Models Got Expensive. Data Gets More Expensive.

Executive Summary

In Q1 2026, global venture funding hit $300 billion in a single quarter, an all-time record. Eighty percent of it, $242 billion, went to AI companies, and most of that was absorbed by just four mega-rounds: OpenAI, Anthropic, xAI, and Waymo. The headline is clear. Capital bet on frontier models.

But the headline leaves one question unanswered. Who makes the data that feeds those models, and at what price? Over the same stretch, Meta poured $14.3 billion into the data-labeling company Scale AI to take a 49% stake (a $29 billion valuation), while the bootstrapped Surge AI overtook Scale on revenue and pushed for a $25 billion valuation. The more expensive models become, the more the price — and the power — of the data that feeds them rises alongside.

This piece looks at the data layer that is quietly getting more expensive in the shadow of the mega-rounds. If the flashy half of the capital flow is the model, the other half is the fuel that runs it: the data.

Key Figures

Source: Crunchbase News, 2026 · data-layer figures from Bloomberg, Reuters, and others

These four numbers compress the whole quarter: a record total, an 80% tilt toward AI, a concentration into just four companies, and, in their shadow, one data company that Big Tech bought half of. The first three are the story the headline already told; the last one is the story this piece follows.

$300B

Global VC funding, Q1 2026

Record quarter, +150% YoY

80%

Share captured by AI

$242B — up from 55% a year ago

$188B

Sum of just 4 rounds

65% of all global Q1 funding

$29B

Scale AI valuation

Meta took 49% for $14.3B

1

A Record Quarter, and One Missing Question

Start with the numbers. By Crunchbase's count, startups worldwide raised about $300 billion in venture funding in Q1 2026. That's up nearly 150% from both the prior quarter and the year-ago quarter, an all-time single-quarter record. This one quarter is roughly equal to 70% of all venture funding in the whole of 2025.

The concentration ran in two directions. The first is AI: 80% of the total, $242 billion, went to AI companies. A year earlier that share was 55%, so capital is being pulled toward AI faster than before. The second is a handful of late-stage companies. Late-stage investment alone reached $246.6 billion, up 205% year over year, and the U.S. took 83% of the global total ($250 billion). Capital wasn't spread wide. It rushed to a proven few.

At the apex of that few sit the mega-rounds. OpenAI $122 billion, Anthropic $30 billion, xAI $20 billion, Waymo $16 billion. Those four add up to $188 billion, 65% of global Q1 funding. The headline ends here: "AI swallowed venture capital."
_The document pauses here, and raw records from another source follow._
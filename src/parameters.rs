//! Named settings and secrets resolved at startup and per consumer invocation.
use async_trait::async_trait;
use std::collections::BTreeMap;
use thiserror::Error;

pub const DB_HOST: &str = "/guestbook/db/host";
pub const DB_NAME: &str = "/guestbook/db/name";
pub const DB_USER: &str = "/guestbook/db/user";
pub const DB_PASSWORD: &str = "/guestbook/db/password";
pub const DB_PORT: &str = "/guestbook/db/port";
pub const QUEUE_URL: &str = "/guestbook/queue/url";
pub const EMAIL_FROM: &str = "/guestbook/email/from";
pub const EMAIL_TO: &str = "/guestbook/email/to";
pub const EMAIL_API_URL: &str = "/guestbook/email/api-url";
pub const EMAIL_API_TOKEN: &str = "/guestbook/email/api-token";

pub const DATABASE_KEYS: [&str; 5] = [DB_HOST, DB_NAME, DB_USER, DB_PASSWORD, DB_PORT];
pub const NOTIFICATION_KEYS: [&str; 5] =
    [QUEUE_URL, EMAIL_FROM, EMAIL_TO, EMAIL_API_URL, EMAIL_API_TOKEN];

#[derive(Debug, Clone, PartialEq, Eq, Error)]
#[error("failed to resolve parameter {key}: {reason}")]
pub struct ConfigResolutionError {
    pub key: String,
    pub reason: String,
}

impl ConfigResolutionError {
    pub fn new(key: &str, reason: impl Into<String>) -> Self {
        Self {
            key: key.to_string(),
            reason: reason.into(),
        }
    }
}

/// Key-value resolver for settings and secrets. Every key resolves
/// independently and may fail independently.
#[async_trait]
pub trait ConfigSource: Send + Sync {
    async fn resolve(&self, key: &str) -> Result<String, ConfigResolutionError>;
}

/// Parameters taken from the `parameters` map of the settings file.
#[derive(Debug, Clone, Default)]
pub struct FileParameters {
    values: BTreeMap<String, String>,
}

impl FileParameters {
    pub fn new(values: BTreeMap<String, String>) -> Self {
        Self { values }
    }
}

#[async_trait]
impl ConfigSource for FileParameters {
    async fn resolve(&self, key: &str) -> Result<String, ConfigResolutionError> {
        match self.values.get(key) {
            Some(v) if !v.trim().is_empty() => Ok(v.clone()),
            Some(_) => Err(ConfigResolutionError::new(key, "value is empty")),
            None => Err(ConfigResolutionError::new(key, "not present in settings file")),
        }
    }
}

/// Parameters read from the process environment.
///
/// `/guestbook/db/host` is looked up as `GUESTBOOK_DB_HOST`.
#[derive(Debug, Clone, Copy, Default)]
pub struct EnvParameters;

pub fn env_var_name(key: &str) -> String {
    key.trim_start_matches('/')
        .chars()
        .map(|c| match c {
            '/' | '-' | '.' => '_',
            c => c.to_ascii_uppercase(),
        })
        .collect()
}

#[async_trait]
impl ConfigSource for EnvParameters {
    async fn resolve(&self, key: &str) -> Result<String, ConfigResolutionError> {
        let var = env_var_name(key);
        match std::env::var(&var) {
            Ok(v) if !v.trim().is_empty() => Ok(v),
            Ok(_) => Err(ConfigResolutionError::new(key, format!("{var} is empty"))),
            Err(_) => Err(ConfigResolutionError::new(key, format!("{var} is not set"))),
        }
    }
}

/// Tries each source in order and returns the first value found.
pub struct LayeredParameters {
    layers: Vec<Box<dyn ConfigSource>>,
}

impl LayeredParameters {
    pub fn new(layers: Vec<Box<dyn ConfigSource>>) -> Self {
        Self { layers }
    }
}

#[async_trait]
impl ConfigSource for LayeredParameters {
    async fn resolve(&self, key: &str) -> Result<String, ConfigResolutionError> {
        let mut reasons = Vec::with_capacity(self.layers.len());
        for layer in &self.layers {
            match layer.resolve(key).await {
                Ok(v) => return Ok(v),
                Err(err) => reasons.push(err.reason),
            }
        }
        if reasons.is_empty() {
            reasons.push("no parameter sources configured".into());
        }
        Err(ConfigResolutionError::new(key, reasons.join("; ")))
    }
}

/// Mask secrets when printing resolved values.
pub fn display_value(key: &str, value: &str) -> String {
    if key.contains("password") || key.contains("token") {
        "***hidden***".to_string()
    } else {
        value.to_string()
    }
}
But a Pebblous reader will naturally arrive at the next question. What did these models eat to get so expensive? OpenAI's $122 billion and Anthropic's steep valuation are, in the end, bets on better models. And a better model, by definition, demands better data. If the model stands on the stage the headline lit up, who is making the data that feeds it down below the stage — and at what price?

2

Expensive Models Presume Expensive Data

Divide the mega-rounds' price tags by revenue and you can see what investors are actually buying. OpenAI's round was priced at roughly 34 times revenue, Anthropic's at about 20 times. That multiple is a bet not on today's revenue but on tomorrow's model performance. Investors paid for a future in which "this company keeps shipping better models."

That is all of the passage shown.